I think you've mis-read. My point wasn't that they all suck, but that they're all unbelievably awesome, and we just can't see that because the existing market has framed our understanding.
What this particular device has going for it is that it's the first super-popular unit I've seen that looks unmistakably like the computers that were used in Star Trek. No keyboard, no wires, just about the right size. This is something that we already had a concept of in 1988. We wanted it, a lot, long before it existed. Now that it's here, we have a different reaction.
TNG fan from the late 80's isn't going to evaluate an iPad against existing netbook technology, or against smartphones or laptops.

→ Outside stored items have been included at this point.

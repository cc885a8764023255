// SPDX-License-Identifier: Apache-2.0
// Copyright (c) 2025 Au-Zone Technologies. All Rights Reserved.

//! Scripted ranging device and GPIO shared by the integration tests.

#![allow(dead_code)]

use edgefirst_tofpub::{
    device::{
        DeviceStatus, DistanceMode, HistogramBins, Identity, MeasurementFrame, RangeObject,
        RangingDevice, HISTOGRAM_BUFFER_SIZE, MODEL_ID, MODULE_TYPE,
    },
    error::Error,
    power::{Direction, GpioControl, Level},
    shutdown::Shutdown,
};
use std::{
    collections::{HashMap, HashSet, VecDeque},
    sync::{Arc, Mutex},
};

/// Bins with `bins[i] == i * 10`, which makes decoded windows easy to check.
pub fn ramp_bins() -> HistogramBins {
    let mut bins = [0; HISTOGRAM_BUFFER_SIZE];
    for (i, bin) in bins.iter_mut().enumerate() {
        *bin = i as i32 * 10;
    }
    bins
}

pub fn object(distance_mm: i16) -> RangeObject {
    RangeObject {
        status: 0,
        min_mm: distance_mm - 10,
        distance_mm,
        max_mm: distance_mm + 10,
        sigma_mm: 2 * 65536,
        signal_rate_mcps: 10 * 65536,
        ambient_rate_mcps: 65536 / 4,
    }
}

pub fn frame(stream_count: u8, objects: usize) -> MeasurementFrame {
    MeasurementFrame {
        stream_count,
        objects: (0..objects).map(|i| object(500 + 100 * i as i16)).collect(),
        histogram: None,
    }
}

/// Ranging device following a script.
///
/// Readiness and frames are popped from queues. Once the ready queue runs
/// dry every check reports ready, and once the frame queue runs dry frames
/// with one object and an incrementing stream count are produced. Every call
/// is appended to a log shared with the test.
pub struct MockDevice {
    log: Arc<Mutex<Vec<&'static str>>>,
    identity: Identity,
    failures: HashMap<&'static str, DeviceStatus>,
    ready: VecDeque<Result<bool, DeviceStatus>>,
    frames: VecDeque<Result<MeasurementFrame, DeviceStatus>>,
    histogram: HistogramBins,
    stream_count: u8,
    stop: Option<(usize, Shutdown)>,
    checks: usize,
    stop_on_rearm: bool,
}

impl Default for MockDevice {
    fn default() -> Self {
        Self::new()
    }
}

impl MockDevice {
    pub fn new() -> Self {
        Self {
            log: Arc::default(),
            identity: Identity {
                module_type: MODULE_TYPE,
                model_id: MODEL_ID,
            },
            failures: HashMap::new(),
            ready: VecDeque::new(),
            frames: VecDeque::new(),
            histogram: ramp_bins(),
            stream_count: 0,
            stop: None,
            checks: 0,
            stop_on_rearm: false,
        }
    }

    /// Handle on the call log, valid after the device was moved.
    pub fn log(&self) -> Arc<Mutex<Vec<&'static str>>> {
        self.log.clone()
    }

    pub fn with_identity(mut self, module_type: u8, model_id: u8) -> Self {
        self.identity = Identity {
            module_type,
            model_id,
        };
        self
    }

    /// Make every call to `call` fail with `status`.
    pub fn failing(mut self, call: &'static str, status: DeviceStatus) -> Self {
        self.failures.insert(call, status);
        self
    }

    pub fn with_ready(
        mut self,
        ready: impl IntoIterator<Item = Result<bool, DeviceStatus>>,
    ) -> Self {
        self.ready.extend(ready);
        self
    }

    pub fn with_frames(
        mut self,
        frames: impl IntoIterator<Item = Result<MeasurementFrame, DeviceStatus>>,
    ) -> Self {
        self.frames.extend(frames);
        self
    }

    /// Start the stream count of generated frames at `count`.
    pub fn with_stream_count(mut self, count: u8) -> Self {
        self.stream_count = count;
        self
    }

    /// Stop the loop after exactly `checks` cycles.
    ///
    /// When the `checks`-th readiness check reports a frame, `shutdown` is
    /// triggered once that frame was acknowledged, so the last cycle runs to
    /// completion. Otherwise it is triggered during the check.
    pub fn stop_after(mut self, checks: usize, shutdown: Shutdown) -> Self {
        self.stop = Some((checks, shutdown));
        self
    }

    fn call(&mut self, name: &'static str) -> Result<(), DeviceStatus> {
        if let Ok(mut log) = self.log.lock() {
            log.push(name);
        }
        match self.failures.get(name) {
            Some(status) => Err(*status),
            None => Ok(()),
        }
    }
}

pub fn calls(log: &Arc<Mutex<Vec<&'static str>>>) -> Vec<&'static str> {
    log.lock().unwrap().clone()
}

pub fn count(log: &Arc<Mutex<Vec<&'static str>>>, name: &str) -> usize {
    log.lock().unwrap().iter().filter(|c| **c == name).count()
}

impl RangingDevice for MockDevice {
    fn wait_booted(&mut self) -> Result<(), DeviceStatus> {
        self.call("wait_booted")
    }

    fn data_init(&mut self) -> Result<(), DeviceStatus> {
        self.call("data_init")
    }

    fn read_identity(&mut self) -> Result<Identity, DeviceStatus> {
        self.call("read_identity")?;
        Ok(self.identity)
    }

    fn set_address(&mut self, _address: u8) -> Result<(), DeviceStatus> {
        self.call("set_address")
    }

    fn set_distance_mode(&mut self, _mode: DistanceMode) -> Result<(), DeviceStatus> {
        self.call("set_distance_mode")
    }

    fn set_timing_budget_us(&mut self, _us: u32) -> Result<(), DeviceStatus> {
        self.call("set_timing_budget_us")
    }

    fn start_measurement(&mut self) -> Result<(), DeviceStatus> {
        self.call("start_measurement")
    }

    fn data_ready(&mut self) -> Result<bool, DeviceStatus> {
        let res = self
            .call("data_ready")
            .and_then(|_| self.ready.pop_front().unwrap_or(Ok(true)));
        self.checks += 1;
        if let Some((checks, shutdown)) = &self.stop {
            if self.checks >= *checks {
                match res {
                    Ok(true) => self.stop_on_rearm = true,
                    _ => shutdown.trigger(),
                }
            }
        }
        res
    }

    fn get_frame(&mut self) -> Result<MeasurementFrame, DeviceStatus> {
        self.call("get_frame")?;
        match self.frames.pop_front() {
            Some(frame) => frame,
            None => {
                let count = self.stream_count;
                self.stream_count = self.stream_count.wrapping_add(1);
                Ok(frame(count, 1))
            }
        }
    }

    fn get_additional_data(&mut self) -> Result<HistogramBins, DeviceStatus> {
        self.call("get_additional_data")?;
        Ok(self.histogram)
    }

    fn clear_and_rearm(&mut self) -> Result<(), DeviceStatus> {
        let res = self.call("clear_and_rearm");
        if self.stop_on_rearm {
            if let Some((_, shutdown)) = &self.stop {
                shutdown.trigger();
            }
        }
        res
    }
}

/// GPIO surface that records every call instead of touching sysfs.
#[derive(Debug, Clone, Default)]
pub struct RecordingGpio {
    log: Arc<Mutex<Vec<String>>>,
    exported: HashSet<u32>,
}

impl RecordingGpio {
    pub fn new() -> Self {
        Self::default()
    }

    /// Handle on the call log, valid after the GPIO was moved.
    pub fn log(&self) -> Arc<Mutex<Vec<String>>> {
        self.log.clone()
    }

    fn record(&self, call: String) {
        if let Ok(mut log) = self.log.lock() {
            log.push(call);
        }
    }
}

impl GpioControl for RecordingGpio {
    fn export(&mut self, pin: u32) -> Result<(), Error> {
        self.record(format!("export {}", pin));
        self.exported.insert(pin);
        Ok(())
    }

    fn set_direction(&mut self, pin: u32, direction: Direction) -> Result<(), Error> {
        self.record(format!("direction {} {:?}", pin, direction));
        Ok(())
    }

    fn set_value(&mut self, pin: u32, level: Level) -> Result<(), Error> {
        self.record(format!("value {} {:?}", pin, level));
        Ok(())
    }

    fn unexport(&mut self, pin: u32) -> Result<(), Error> {
        self.record(format!("unexport {}", pin));
        self.exported.remove(&pin);
        Ok(())
    }

    fn is_exported(&self, pin: u32) -> bool {
        self.exported.contains(&pin)
    }
}

pub fn gpio_calls(log: &Arc<Mutex<Vec<String>>>) -> Vec<String> {
    log.lock().unwrap().clone()
}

He doesn't have the full techno-landscape kicking around his brain, defining the way in which he thinks about this new device. He can only see it for what it actually IS, and he would, I think, be amazed by it.
I'm a dude from 2010, and I can't appreciate it the same way. My reaction is more like "meh - it can't do what my laptop can do, and my smartphone does almost all the same things..."
This argument could be made about an android or a PC tablet as well. The thing that distinguishes the iPad is that 1) EVERYone has been talking about it, and 2) It's a device that TNG fan would instantly recognize as being Picard's computer.